羽田へ無事到着。私は東急田園都市線沿線なので、羽田から自宅へ変えるには、たまプラーザという駅へ行くリムジンバスが便利です。時刻表を見ると、10:35PM発が最終でした。手荷物受け取りへ行くと、中々出てきません。10:33PM、出てきました!受け取って、バス乗り場へ30Mほどダッシュして、バスに間に合いました。バスは超満員。残り座席は2席でした。またまたラッキーです。JAL便だったら間に合いませんでした。ふだんエアロビで鍛えておいてよかった。でもバスの中で汗が噴出してきました。

■11:25PM JST

たまプラーザ駅着。ホームに行くと、なんとすぐに電車が入ってきました。順調すぎます!ラッキー。

■11:45PM JST

青葉台駅着。駅まで妻が車で来てくれたので、それに乗って自宅に到着。ほぼ24時間でピッツバーグから帰ってきました。早速、ピッツバーグの友人たちにメールを打ちました。妻に頼んで冷麦を用意してもらい、お風呂に入って、缶チューハイとメラトニンを飲んで寝ました。めでたし、めでたし。

5. 平和な日本で

日本に帰ってきてしまえば、大したことではなかったような気もしますが、私には先の見えない状態は非常に不安でした。報復作戦が始まれば、また空港の閉鎖などが起きることも予想されましたから、できるだけ早く出国したいという気持ちがありました。自分の身の安全を確保するには、自分で情報を入手し、判断し、行動すること、そして冷静な判断をするためには、お金や宿泊などに不安のないことが大事だと思いました。

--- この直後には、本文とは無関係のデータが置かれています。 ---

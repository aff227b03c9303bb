//! Verdict cache
//!
//! Keyed store of serialized verdicts with a write timestamp. Reads apply the
//! freshness window; stale rows stay in place until the next write for the
//! same policy supersedes them. There is no expiry sweep.

pub mod memory;
#[cfg(feature = "database")]
pub mod postgres;

use std::sync::Arc;

use async_trait::async_trait;
use chrono::{DateTime, Duration, Utc};
use serde::{Deserialize, Serialize};
use tracing::debug;

use crate::config::FRESHNESS_WINDOW;
use crate::error::StoreError;
use crate::verdict::Verdict;

pub use memory::InMemoryVerdictStore;

/// One stored row: `(policy_id, serialized verdict, written_at)`
#[derive(Debug, Clone, PartialEq, Eq, Serialize, Deserialize)]
pub struct CacheEntry {
    pub policy_id: String,
    pub payload: String,
    pub written_at: DateTime<Utc>,
}

/// Storage backend for cache entries
///
/// `upsert` must be a single atomic replace per key; the last completed
/// write for a policy wins.
#[async_trait]
pub trait VerdictStore: Send + Sync {
    async fn get(&self, policy_id: &str) -> Result<Option<CacheEntry>, StoreError>;

    async fn upsert(&self, entry: CacheEntry) -> Result<(), StoreError>;
}

/// Freshness-aware view over a `VerdictStore`
#[derive(Clone)]
pub struct VerdictCache {
    store: Arc<dyn VerdictStore>,
    freshness: Duration,
}

impl VerdictCache {
    pub fn new(store: Arc<dyn VerdictStore>) -> Self {
        Self {
            store,
            freshness: Duration::seconds(FRESHNESS_WINDOW.as_secs() as i64),
        }
    }

    /// Read a fresh verdict, marked `cached = true`
    pub async fn read(&self, policy_id: &str) -> Result<Option<Verdict>, StoreError> {
        self.read_at(policy_id, Utc::now()).await
    }

    /// Read as of `now`; an entry is fresh while `now - written_at < 24h`
    pub async fn read_at(
        &self,
        policy_id: &str,
        now: DateTime<Utc>,
    ) -> Result<Option<Verdict>, StoreError> {
        let Some(entry) = self.store.get(policy_id).await? else {
            return Ok(None);
        };

        let age = now.signed_duration_since(entry.written_at);
        if age >= self.freshness {
            debug!(policy_id, age_secs = age.num_seconds(), "cache entry is stale");
            return Ok(None);
        }

        let mut verdict: Verdict =
            serde_json::from_str(&entry.payload).map_err(|e| StoreError::Corrupt {
                policy_id: policy_id.to_string(),
                reason: e.to_string(),
            })?;
        verdict.cached = true;
        Ok(Some(verdict))
    }

    /// Replace any existing entry for the policy
    pub async fn write(&self, policy_id: &str, verdict: &Verdict) -> Result<(), StoreError> {
        self.write_at(policy_id, verdict, Utc::now()).await
    }

    pub async fn write_at(
        &self,
        policy_id: &str,
        verdict: &Verdict,
        written_at: DateTime<Utc>,
    ) -> Result<(), StoreError> {
        let mut stored = verdict.clone();
        stored.cached = false;
        let payload = serde_json::to_string(&stored)
            .map_err(|e| StoreError::Backend(format!("failed to serialize verdict: {}", e)))?;

        self.store
            .upsert(CacheEntry {
                policy_id: policy_id.to_string(),
                payload,
                written_at,
            })
            .await
    }
}

#[cfg(test)]
mod tests {
    use super::*;
    use crate::verdict::RiskLevel;
    use serde_json::json;

    const POLICY: &str = "a1b2c3";

    fn sample_verdict() -> Verdict {
        Verdict::new(
            POLICY,
            "Native Asset",
            RiskLevel::Low,
            10,
            json!({"note": "test"}),
            "Standard native asset",
        )
    }

    #[tokio::test]
    async fn test_miss_on_empty_store() {
        let cache = VerdictCache::new(Arc::new(InMemoryVerdictStore::new()));
        assert!(cache.read(POLICY).await.unwrap().is_none());
    }

    #[tokio::test]
    async fn test_roundtrip_marks_cached() {
        let cache = VerdictCache::new(Arc::new(InMemoryVerdictStore::new()));
        let verdict = sample_verdict();
        cache.write(POLICY, &verdict).await.unwrap();

        let hit = cache.read(POLICY).await.unwrap().unwrap();
        assert!(hit.cached);
        assert_eq!(hit.asset_type, verdict.asset_type);
        assert_eq!(hit.timestamp, verdict.timestamp);
        assert_eq!(hit.details, verdict.details);
    }

    #[tokio::test]
    async fn test_freshness_boundary() {
        let cache = VerdictCache::new(Arc::new(InMemoryVerdictStore::new()));
        let written = Utc::now() - Duration::days(3);
        cache
            .write_at(POLICY, &sample_verdict(), written)
            .await
            .unwrap();

        let almost = written + Duration::hours(23) + Duration::minutes(59);
        assert!(cache.read_at(POLICY, almost).await.unwrap().is_some());

        let exactly = written + Duration::hours(24);
        assert!(cache.read_at(POLICY, exactly).await.unwrap().is_none());

        let past = written + Duration::hours(24) + Duration::seconds(1);
        assert!(cache.read_at(POLICY, past).await.unwrap().is_none());
    }

    #[tokio::test]
    async fn test_stale_entry_superseded_by_write() {
        let store = Arc::new(InMemoryVerdictStore::new());
        let cache = VerdictCache::new(store.clone());
        cache
            .write_at(POLICY, &sample_verdict(), Utc::now() - Duration::hours(30))
            .await
            .unwrap();
        assert!(cache.read(POLICY).await.unwrap().is_none());
        assert_eq!(store.len().await, 1);

        let mut newer = sample_verdict();
        newer.asset_type = "Multi-Sig Script".to_string();
        cache.write(POLICY, &newer).await.unwrap();

        assert_eq!(store.len().await, 1);
        let hit = cache.read(POLICY).await.unwrap().unwrap();
        assert_eq!(hit.asset_type, "Multi-Sig Script");
    }

    #[tokio::test]
    async fn test_corrupt_payload_is_error() {
        let store = Arc::new(InMemoryVerdictStore::new());
        store
            .upsert(CacheEntry {
                policy_id: POLICY.to_string(),
                payload: "{not json".to_string(),
                written_at: Utc::now(),
            })
            .await
            .unwrap();

        let cache = VerdictCache::new(store);
        let err = cache.read(POLICY).await.unwrap_err();
        assert!(matches!(err, StoreError::Corrupt { .. }));
    }
}
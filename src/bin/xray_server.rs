//! Policy X-Ray REST API Server
//!
//! ## Usage
//!
//! ```bash
//! BLOCKFROST_PROJECT_ID=mainnet... cargo run --bin xray_server --features server
//!
//! # With a persistent verdict cache
//! DATABASE_URL=postgresql://localhost/xray \
//!   cargo run --bin xray_server --features server,database
//!
//! curl http://localhost:8000/xray/{policy_id}
//! curl http://localhost:8000/api/metrics
//! curl http://localhost:8000/api/health
//! ```

use std::sync::Arc;

use anyhow::Context;
use tower_http::cors::{Any, CorsLayer};
use tower_http::trace::TraceLayer;
use tracing::{info, warn};

use policy_xray::api::create_xray_router;
use policy_xray::{InMemoryVerdictStore, PolicyAnalyzer, VerdictStore, XrayConfig};

#[tokio::main]
async fn main() -> anyhow::Result<()> {
    // Load .env file if present
    dotenvy::dotenv().ok();

    tracing_subscriber::fmt()
        .with_env_filter(
            tracing_subscriber::EnvFilter::try_from_default_env()
                .unwrap_or_else(|_| tracing_subscriber::EnvFilter::new("info")),
        )
        .init();

    let config = XrayConfig::from_env().context("failed to load configuration")?;
    info!(?config, "starting policy X-Ray server");

    let store = verdict_store(&config).await?;
    let analyzer = PolicyAnalyzer::from_config(&config, store)?;
    if !analyzer.is_live() {
        warn!("BLOCKFROST_PROJECT_ID not set, every analysis returns the fallback verdict");
    }

    let app = create_xray_router(Arc::new(analyzer))
        .layer(
            CorsLayer::new()
                .allow_origin(Any)
                .allow_methods(Any)
                .allow_headers(Any),
        )
        .layer(TraceLayer::new_for_http());

    let listener = tokio::net::TcpListener::bind(config.bind_addr)
        .await
        .with_context(|| format!("failed to bind {}", config.bind_addr))?;
    info!("listening on http://{}", config.bind_addr);

    axum::serve(listener, app).await?;
    Ok(())
}

#[cfg(feature = "database")]
async fn verdict_store(config: &XrayConfig) -> anyhow::Result<Arc<dyn VerdictStore>> {
    match &config.database_url {
        Some(url) => {
            let store = policy_xray::PgVerdictStore::connect(url)
                .await
                .context("failed to open verdict store")?;
            Ok(Arc::new(store))
        }
        None => Ok(Arc::new(InMemoryVerdictStore::new())),
    }
}

#[cfg(not(feature = "database"))]
async fn verdict_store(config: &XrayConfig) -> anyhow::Result<Arc<dyn VerdictStore>> {
    if config.database_url.is_some() {
        warn!("DATABASE_URL set but the `database` feature is disabled, using in-memory cache");
    }
    Ok(Arc::new(InMemoryVerdictStore::new()))
}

多くの方に大変お世話になりました。ありがとうございます。

最後に、テロについて、一言言うとすれば、一般市民を殺戮の対象としたことに非常に大きな憤りを感じます。複数の人間が自分の死を代償にした特攻攻撃を行ったという事実が、その背後に狂信的な思想・宗教にもとづく組織的な集団の存在を物語っています。とすれば、このテロ行動は、その「組織」からのアメリカに対する戦争行為ですから、アメリカが自国防衛のために軍事行動に出るのは当然でしょう。しかし、それには大きな代償が伴い、しかも、根本的な解決にはならないことも事実です。では、そのような狂信的な集団、しかも卑しくも一国の政権が保護しようとするような集団に対抗する、軍事行動以外の手段があるのかどうか、私には分かりません。我々が過去の過ちを忘れやすいことは不幸なことですが、またまた、大量の血を流し、疲れきるまでは対話は始まらないような気がします。では、日本はどうするのでしょうか?アメリカの言うままに、「金だけでなく、血も流せ」と言われて、慌てて新法を作って派兵するのでしょうか?それは馬鹿げています。世界に誇る平和憲法を盾にして、戦争には関わらないようにします。派兵しないことよりも、解釈改憲をすることこそ、国際社会の信用を失うのです。そして、戦争によるミニバブルを好機として稼ぐのです。この大不況の中、「文明社会への兆戦だ。」といって、当事者でもない日本がわざわざ火中の栗を拾うことはないのです。これが日本の国益にかなう道だと思います。